## What to work on
Take the line with "pub fn report_to_string(report: &ReconReport)" and the rest of the lines after it, to the end of the entries, and restate them exactly.
=== Excerpted records ===
// JSON export

use std::fs::File;
use std::io::BufWriter;
use std::path::Path;

use leavesync_recon::ReconReport;

/// Write the full report (meta, summary, mismatches, edit groups) as pretty JSON.
pub fn export_report(report: &ReconReport, path: &Path) -> Result<(), String> {
    let file = File::create(path).map_err(|e| format!("{}: {e}", path.display()))?;
    let writer = BufWriter::new(file);
    serde_json::to_writer_pretty(writer, report).map_err(|e| e.to_string())?;
    Ok(())
}

pub fn report_to_string(report: &ReconReport) -> Result<String, String> {
    serde_json::to_string_pretty(report).map_err(|e| e.to_string())
}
===
## Finished task
pub fn report_to_string(report: &ReconReport) -> Result<String, String> {
    serde_json::to_string_pretty(report).map_err(|e| e.to_string())
}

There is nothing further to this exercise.